One way in which Switch Datacenters has achieved this kind of efficiency is by taking its cooling systems very seriously indeed. In 2012, it launched an incubator to investigate the technology. In the Amsterdam facility, one of the cooling techniques used is to submerge server motherboards in dielectric fluid. It also uses StatiqCooling technology; highly efficient evaporative cooling systems, with water as a refrigerant. This makes them energy-efficient and environmentally friendly, as well as requiring little maintenance as they have no moving parts. This fits well with Switch’s approach to green energy and eco-friendliness.
Switch Datacenters’ network-neutral strategy has attracted a wide variety of international transit suppliers and internet exchanges. Its services are largely focused on ISPs, system integrators and cloud environments.
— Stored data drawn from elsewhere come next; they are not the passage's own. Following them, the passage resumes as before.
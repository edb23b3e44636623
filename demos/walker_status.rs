//! Print crawl progress and the first page of results from a walker service.
//!
//! Usage:
//!   cargo run --example walker_status -- http://localhost:8080 [prefix]
//!
//! Set `RUST_LOG=walker_rpc=debug` to see each call as it is dispatched.

use walker_rpc::builders::ClientBuilder;
use walker_rpc::client::ServiceClient;
use walker_rpc::types::Filters;
use walker_rpc::utils::classify;

#[tokio::main]
async fn main() -> anyhow::Result<()> {
    tracing_subscriber::fmt()
        .with_env_filter(tracing_subscriber::EnvFilter::from_default_env())
        .init();

    let mut args = std::env::args().skip(1);
    let base_url = args
        .next()
        .unwrap_or_else(|| "http://localhost:8080".to_string());
    let prefix = args.next().unwrap_or_default();

    let client: ServiceClient = ClientBuilder::new(base_url).build();

    let status = client.get_status().await?;
    println!(
        "{}: {} done, {} open, {} pending",
        status.target_url, status.done, status.open, status.pending
    );

    let page = client
        .get_results(&Filters::new().with_prefix(prefix), 0, 20)
        .await?;

    println!("status codes:");
    for stats in &page.filter_options.status {
        println!("  {:>3}  {}", stats.code, stats.count);
    }

    println!("first page of {}:", page.num_pages);
    for result in &page.results {
        let grade = classify(result.duration()).map_or("off the scale", |b| b.name);
        println!(
            "  {:>3}  {:>8.1?}  {}  ({})",
            result.code,
            result.duration(),
            result.target_url,
            grade
        );
    }

    Ok(())
}
//! Utility helpers for working with walker value objects.

pub mod buckets;
pub mod constants;

pub use buckets::*;
pub use constants::*;
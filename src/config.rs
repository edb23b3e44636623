//! Client configuration.
//!
//! [`ClientConfig`] is the serde-loadable form of what
//! [`ClientBuilder`](crate::builders::ClientBuilder) assembles fluently.

use std::collections::HashMap;
use std::time::Duration;

use serde::Deserialize;

use crate::error::{RpcError, RpcResult};

/// Settings for a walker client, typically loaded from a JSON file.
///
/// # Example
///
/// ```
/// use walker_rpc::config::ClientConfig;
///
/// let config = ClientConfig::from_json_str(r#"{
///     "base_url": "http://localhost:8080",
///     "prefix": "/staging",
///     "timeout_ms": 5000
/// }"#).unwrap();
/// assert_eq!(config.prefix.as_deref(), Some("/staging"));
/// ```
#[derive(Debug, Clone, Default, PartialEq, Eq, Deserialize)]
pub struct ClientConfig {
    /// Scheme and authority the endpoint path is resolved against,
    /// e.g. `http://localhost:8080`.
    pub base_url: String,

    /// Endpoint path that replaces the service default.
    #[serde(default)]
    pub endpoint: Option<String>,

    /// Path prefix put in front of the service default endpoint.
    #[serde(default)]
    pub prefix: Option<String>,

    /// Request timeout in milliseconds. No timeout when absent.
    #[serde(default)]
    pub timeout_ms: Option<u64>,

    /// Additional HTTP headers sent with every call.
    #[serde(default)]
    pub headers: HashMap<String, String>,
}

impl ClientConfig {
    /// Parse a configuration from JSON text.
    pub fn from_json_str(json: &str) -> RpcResult<Self> {
        let config: Self = serde_json::from_str(json)
            .map_err(|e| RpcError::Other(format!("invalid client config: {e}")))?;
        if config.base_url.trim().is_empty() {
            return Err(RpcError::Other(
                "invalid client config: base_url must not be empty".to_string(),
            ));
        }
        Ok(config)
    }

    /// The configured timeout.
    pub fn timeout(&self) -> Option<Duration> {
        self.timeout_ms.map(Duration::from_millis)
    }
}
//! Shared test utilities for integration tests.
#![allow(dead_code)]

use std::sync::atomic::{AtomicUsize, Ordering};
use std::sync::{Arc, Mutex};

use async_trait::async_trait;
use axum::body::Bytes;
use axum::extract::Path;
use axum::http::{HeaderMap, StatusCode};
use axum::response::IntoResponse;
use axum::routing::post;
use axum::{Json, Router};
use serde_json::{json, Value};

use walker_rpc::client::Transport;
use walker_rpc::error::{RpcError, RpcResult};
use walker_rpc::server::{walker_router, WalkerService};
use walker_rpc::types::ScrapeResult;

/// A transport that answers every call with a canned outcome and counts calls.
#[derive(Clone)]
pub struct MockTransport {
    outcome: Result<Value, RpcError>,
    calls: Arc<AtomicUsize>,
    requests: Arc<Mutex<Vec<(String, Vec<Value>)>>>,
}

impl MockTransport {
    /// Answer every call with `response`.
    pub fn returning(response: Value) -> Self {
        Self {
            outcome: Ok(response),
            calls: Arc::new(AtomicUsize::new(0)),
            requests: Arc::new(Mutex::new(Vec::new())),
        }
    }

    /// Fail every call with `error`.
    pub fn failing(error: RpcError) -> Self {
        Self {
            outcome: Err(error),
            calls: Arc::new(AtomicUsize::new(0)),
            requests: Arc::new(Mutex::new(Vec::new())),
        }
    }

    /// Number of calls made so far (shared across clones).
    pub fn call_count(&self) -> usize {
        self.calls.load(Ordering::SeqCst)
    }

    /// Operation names and arguments in call order.
    pub fn requests(&self) -> Vec<(String, Vec<Value>)> {
        self.requests.lock().unwrap().clone()
    }
}

#[async_trait]
impl Transport for MockTransport {
    async fn call(&self, operation: &str, args: Vec<Value>) -> RpcResult<Value> {
        self.calls.fetch_add(1, Ordering::SeqCst);
        self.requests
            .lock()
            .unwrap()
            .push((operation.to_string(), args));
        // Yield so concurrent calls interleave.
        tokio::task::yield_now().await;
        self.outcome.clone()
    }

    fn endpoint(&self) -> &str {
        "mock://walker"
    }
}

/// A scrape result with the fields the tests care about.
pub fn sample_result(url: &str, code: i64, duration_ms: i64) -> ScrapeResult {
    ScrapeResult {
        target_url: url.to_string(),
        code,
        status: format!("{code}"),
        content_type: "text/html".to_string(),
        duration: duration_ms * 1_000_000,
        ..Default::default()
    }
}

/// Serve `router` on a random port. Returns the base URL and the server task.
pub async fn serve(router: Router) -> (String, tokio::task::JoinHandle<()>) {
    let listener = tokio::net::TcpListener::bind("127.0.0.1:0").await.unwrap();
    let addr = listener.local_addr().unwrap();
    let base_url = format!("http://{}", addr);

    let handle = tokio::spawn(async move {
        axum::serve(listener, router).await.unwrap();
    });

    // Brief wait for the server to start accepting connections.
    tokio::time::sleep(std::time::Duration::from_millis(50)).await;

    (base_url, handle)
}

/// Start a walker server backed by `service` at the default endpoint.
pub async fn start_test_server(
    service: Arc<dyn WalkerService>,
) -> (String, tokio::task::JoinHandle<()>) {
    serve(walker_router(service)).await
}

/// Start a server that answers every call with a fixed status and body.
pub async fn start_raw_server(
    status: u16,
    body: &'static str,
) -> (String, tokio::task::JoinHandle<()>) {
    let router = Router::new().route(
        "/service/walker/{operation}",
        post(move || async move {
            (
                StatusCode::from_u16(status).unwrap(),
                [("content-type", "application/json")],
                body,
            )
        }),
    );
    serve(router).await
}

/// Start a server that echoes what it received:
/// `{"operation": <decoded path segment>, "contentType": ..., "body": <parsed body>}`.
pub async fn start_echo_server() -> (String, tokio::task::JoinHandle<()>) {
    let router = Router::new().route(
        "/service/walker/{operation}",
        post(
            |Path(operation): Path<String>, headers: HeaderMap, body: Bytes| async move {
                let content_type = headers
                    .get("content-type")
                    .and_then(|v| v.to_str().ok())
                    .unwrap_or("")
                    .to_string();
                let body: Value = serde_json::from_slice(&body).unwrap_or(Value::Null);
                Json(json!({
                    "operation": operation,
                    "contentType": content_type,
                    "body": body,
                }))
                .into_response()
            },
        ),
    );
    serve(router).await
}

/// A base URL nothing is listening on.
pub async fn closed_port_url() -> String {
    let listener = tokio::net::TcpListener::bind("127.0.0.1:0").await.unwrap();
    let addr = listener.local_addr().unwrap();
    drop(listener);
    format!("http://{}", addr)
}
And customers are also, of course, interested in security and connectivity, as well as reliability. Switch’s facilities score highly on both, using proven technology to deliver large numbers of secured computer spaces, redundant cable-entry rooms, and, for the Amsterdam facility, a direct link with the NL-IX, and the Amsterdam internet exchange. The new facility in Woerden will enable Switch to offer similar levels of service, and attract customers who want a twin data centre solution, as well as the larger cloud providers. Switch’s services include:
- Housing and colocation services, with data centre suites, cages or racks in which to place servers and equipment;
- Virtual ‘meet-me’ rooms, which allow clients to reduce their costs by connecting directly onsite to one of the 530 international transit networks, or any major internet exchange in the world;
- Network connectivity, including a cabling service to connect client infrastructure with high-level connectivity in their ‘meet-me’ rooms;
- 24/7 onsite support, including both security staff and certified engineers, who provide a fixed response time;
- The option of a custom data centre, for specific customer demands, starting from 500m2;
- Secure office space or IT failover location if necessary; and
- Twin-datacentre solutions.
The path less travelled
Taking over an older data centre and upgrading it may not be the right choice for every data centre provider. However, Switch Datacenters seems to be making it work as an expansion strategy. Perhaps it has chosen its expansion site very carefully, or perhaps it is just very confident of its technology. Certainly, its Amsterdam site is leading the way on energy efficiency.